Buried Inside - Chronoclast

Buried Inside
Chronoclast
2004, Relapse

For seven or eight years, Buried Inside have plied their controlled aggression, first in their hometown of Ottawa and slowly spreading their name and ridiculously loud live show around Ontario before branching out into cross-Canada tours and US treks. Sound familiar? Substitute your city for ‘Ottawa‘ and you have a story told hundreds of times over - but Buried Inside are an exception, as they stuck it out for years before finally getting their due: a worldwide record deal with Relapse, a monolith of a record company who have the resources to send BI into the stratosphere.

The old Buried Inside material, from early demos through to 2001‘s full-length Suspect Symmetry, pales in comparison to Chronoclast. Vocalist/lyricist Nick Shaw has always been super-cerebral and articulate, and the band‘s wrecking of stages was always consistent, but this time out the band had the know-how and people to craft a truly brilliant album. Guided by the sure hand of producer Matt Bayles and featuring a couple of skilled guests, Chronoclast blows the mind, expanding it with a stronger sense of melody throughout than Buried used to show while combining atmospherics with pure, adrenalized heaviness. It‘s hard to discuss this album as anything other than a whole, as Shaw has constructed six lyrical tracks (there are ten overall) around the concept of time and how it‘s been co-opted for gain by political and religious factions. I‘m not gonna lie and say I fully comprehend Shaw‘s polemics, but they‘re educational in and of themselves, and the fact that so much thought and conviction went into them raises the bar for heavy, cathartic bands, a lot of whom are already known for smarts.

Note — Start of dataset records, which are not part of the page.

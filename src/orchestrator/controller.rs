//! Notebook-level entry point for running cells.

use std::collections::HashMap;
use std::sync::atomic::{AtomicU32, Ordering};
use std::sync::{Arc, Mutex};

use tokio_util::sync::CancellationToken;
use tracing::{debug, info};

use super::execution::{ExecutionOutcome, ExecutionSession};
use crate::config::GlobalConfig;
use crate::document::DocumentService;
use crate::notify::Notifier;
use crate::runner::CellRunner;

/// Runs cells of one notebook, one at a time.
///
/// Holds the shared collaborators, hands out execution order numbers, and
/// keeps the cancellation token of every in-flight run so
/// [`interrupt`](Self::interrupt) can stop them. A run's token is
/// unregistered when the run ends or its future is dropped.
pub struct NotebookController {
    document: Arc<dyn DocumentService>,
    runner: Arc<dyn CellRunner>,
    notifier: Arc<dyn Notifier>,
    config: GlobalConfig,
    execution_order: AtomicU32,
    in_flight: Arc<Mutex<HashMap<u32, CancellationToken>>>,
}

/// Removes one run's token from the in-flight table when dropped.
struct InFlightGuard {
    table: Arc<Mutex<HashMap<u32, CancellationToken>>>,
    order: u32,
}

impl InFlightGuard {
    fn register(
        table: &Arc<Mutex<HashMap<u32, CancellationToken>>>,
        order: u32,
        cancel: CancellationToken,
    ) -> Self {
        if let Ok(mut runs) = table.lock() {
            runs.insert(order, cancel);
        }
        Self {
            table: Arc::clone(table),
            order,
        }
    }
}

impl Drop for InFlightGuard {
    fn drop(&mut self) {
        if let Ok(mut runs) = self.table.lock() {
            runs.remove(&self.order);
        }
    }
}

impl NotebookController {
    /// Construct a controller over `document`.
    #[must_use]
    pub fn new(
        document: Arc<dyn DocumentService>,
        runner: Arc<dyn CellRunner>,
        notifier: Arc<dyn Notifier>,
        config: GlobalConfig,
    ) -> Self {
        Self {
            document,
            runner,
            notifier,
            config,
            execution_order: AtomicU32::new(0),
            in_flight: Arc::new(Mutex::new(HashMap::new())),
        }
    }

    /// The document this controller drives.
    #[must_use]
    pub fn document(&self) -> &Arc<dyn DocumentService> {
        &self.document
    }

    /// Run the cell at `index` with a fresh cancellation token.
    pub async fn execute_cell(&self, index: usize) -> ExecutionOutcome {
        self.execute_cell_with(index, CancellationToken::new()).await
    }

    /// Run the cell at `index`, observing `cancel`.
    ///
    /// The token stays registered for [`interrupt`](Self::interrupt) until
    /// the run ends or this future is dropped.
    pub async fn execute_cell_with(
        &self,
        index: usize,
        cancel: CancellationToken,
    ) -> ExecutionOutcome {
        let order = self.execution_order.fetch_add(1, Ordering::SeqCst) + 1;
        let _in_flight = InFlightGuard::register(&self.in_flight, order, cancel.clone());

        let session = ExecutionSession::new(
            Arc::clone(&self.document),
            Arc::clone(&self.runner),
            Arc::clone(&self.notifier),
        )
        .with_roles(self.config.roles())
        .with_base_dir(self.config.resolve_base_dir(self.document.base_dir()))
        .with_execution_order(order)
        .with_cancellation(cancel);

        session.run(index).await
    }

    /// Run several cells in the given order.
    ///
    /// Indices refer to the document as it was before the first run; later
    /// indices are shifted past every cell earlier runs added, including
    /// cells left behind by a failed run. Stops once a run has been
    /// interrupted.
    pub async fn execute_cells(&self, indices: &[usize]) -> Vec<ExecutionOutcome> {
        let mut outcomes = Vec::with_capacity(indices.len());
        // (original index, cells inserted directly after it)
        let mut insertions: Vec<(usize, usize)> = Vec::new();

        for &original in indices {
            let shift: usize = insertions
                .iter()
                .filter(|(after, _)| *after < original)
                .map(|(_, count)| count)
                .sum();
            let index = original + shift;
            debug!(original, index, "running batched cell");

            let before = self.document.cell_count();
            let cancel = CancellationToken::new();
            let outcome = self.execute_cell_with(index, cancel.clone()).await;
            let added = self.document.cell_count().saturating_sub(before);
            if added > 0 {
                insertions.push((original, added));
            }
            outcomes.push(outcome);

            if cancel.is_cancelled() {
                info!(remaining = indices.len() - outcomes.len(), "batch interrupted");
                break;
            }
        }

        outcomes
    }

    /// Cancel every in-flight run. Returns whether any run was cancelled.
    pub fn interrupt(&self) -> bool {
        let Ok(runs) = self.in_flight.lock() else {
            return false;
        };
        for token in runs.values() {
            token.cancel();
        }
        if runs.is_empty() {
            false
        } else {
            info!(runs = runs.len(), "interrupt requested");
            true
        }
    }
}
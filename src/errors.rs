//! Error types shared across the application.

use std::fmt::{Display, Formatter};

/// Shared application result type.
pub type Result<T> = std::result::Result<T, AppError>;

/// Application error enumeration covering all domain failure modes.
#[derive(Debug)]
pub enum AppError {
    /// Configuration parsing or validation failure.
    Config(String),
    /// File-system or I/O operation failure.
    Io(String),
    /// The host rejected a document edit (replace or insert).
    Document(String),
    /// The host rejected a cell command (insert cell, change language).
    Command(String),
    /// The runner strategy failed while producing output.
    Runner(String),
    /// Path template could not be resolved to a file path.
    Template(String),
    /// Requested cell or entity does not exist.
    NotFound(String),
}

impl Display for AppError {
    fn fmt(&self, f: &mut Formatter<'_>) -> std::fmt::Result {
        match self {
            Self::Config(msg) => write!(f, "config: {msg}"),
            Self::Io(msg) => write!(f, "io: {msg}"),
            Self::Document(msg) => write!(f, "document: {msg}"),
            Self::Command(msg) => write!(f, "command: {msg}"),
            Self::Runner(msg) => write!(f, "runner: {msg}"),
            Self::Template(msg) => write!(f, "template: {msg}"),
            Self::NotFound(msg) => write!(f, "not found: {msg}"),
        }
    }
}

impl std::error::Error for AppError {}

impl AppError {
    /// Short machine-readable name used for error output entries.
    #[must_use]
    pub fn kind(&self) -> &'static str {
        match self {
            Self::Config(_) => "ConfigError",
            Self::Io(_) => "IoError",
            Self::Document(_) => "DocumentError",
            Self::Command(_) => "CommandError",
            Self::Runner(_) => "RunnerError",
            Self::Template(_) => "TemplateError",
            Self::NotFound(_) => "NotFoundError",
        }
    }
}

impl From<toml::de::Error> for AppError {
    fn from(err: toml::de::Error) -> Self {
        Self::Config(format!("invalid config: {err}"))
    }
}

impl From<serde_json::Error> for AppError {
    fn from(err: serde_json::Error) -> Self {
        Self::Io(format!("invalid json: {err}"))
    }
}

Musically, everything is almost perfect for Buried Inside‘s dark-sounding epics; Steve Martin‘s bass, unlike their last album, is clear and audible, sometimes taking the lead melody while the rest gear up for the next onslaught. The sense of being lulled prevails, from the almost-menacing strings to the open warfare - ‘Time As Methodology‘ and ‘Time As Surrogate Religion‘ exemplify Buried‘s new, more streamlined sound, while ‘Time As Imperialism‘ (see the trend here?) showcases Martin‘s bass leading some cello action while Shaw screams himself hoarse in the deep, deep background Drummer Mike Godbout is an absolute animal, as the intro to ‘Time As Abjection‘ tears your head off with the blastbeats, and the twin guitars soar, chug, slice...the adjectives could go on. Headphone listening reveals how the guitars truly interact, and it‘s very impressive. ‘Surrogate Religion‘ and ‘Imperialism‘ stand out as the centrepiece of Chronoclast, with their medieval-choir vocals and countermelodies, but there is not a song here that doesn‘t stand and deliver in its own right. Agree or disagree with Buried Inside‘s stances(and please, do read the lyrics and educate yourself), but they will be heard, in the end, above a large chunk of their peers.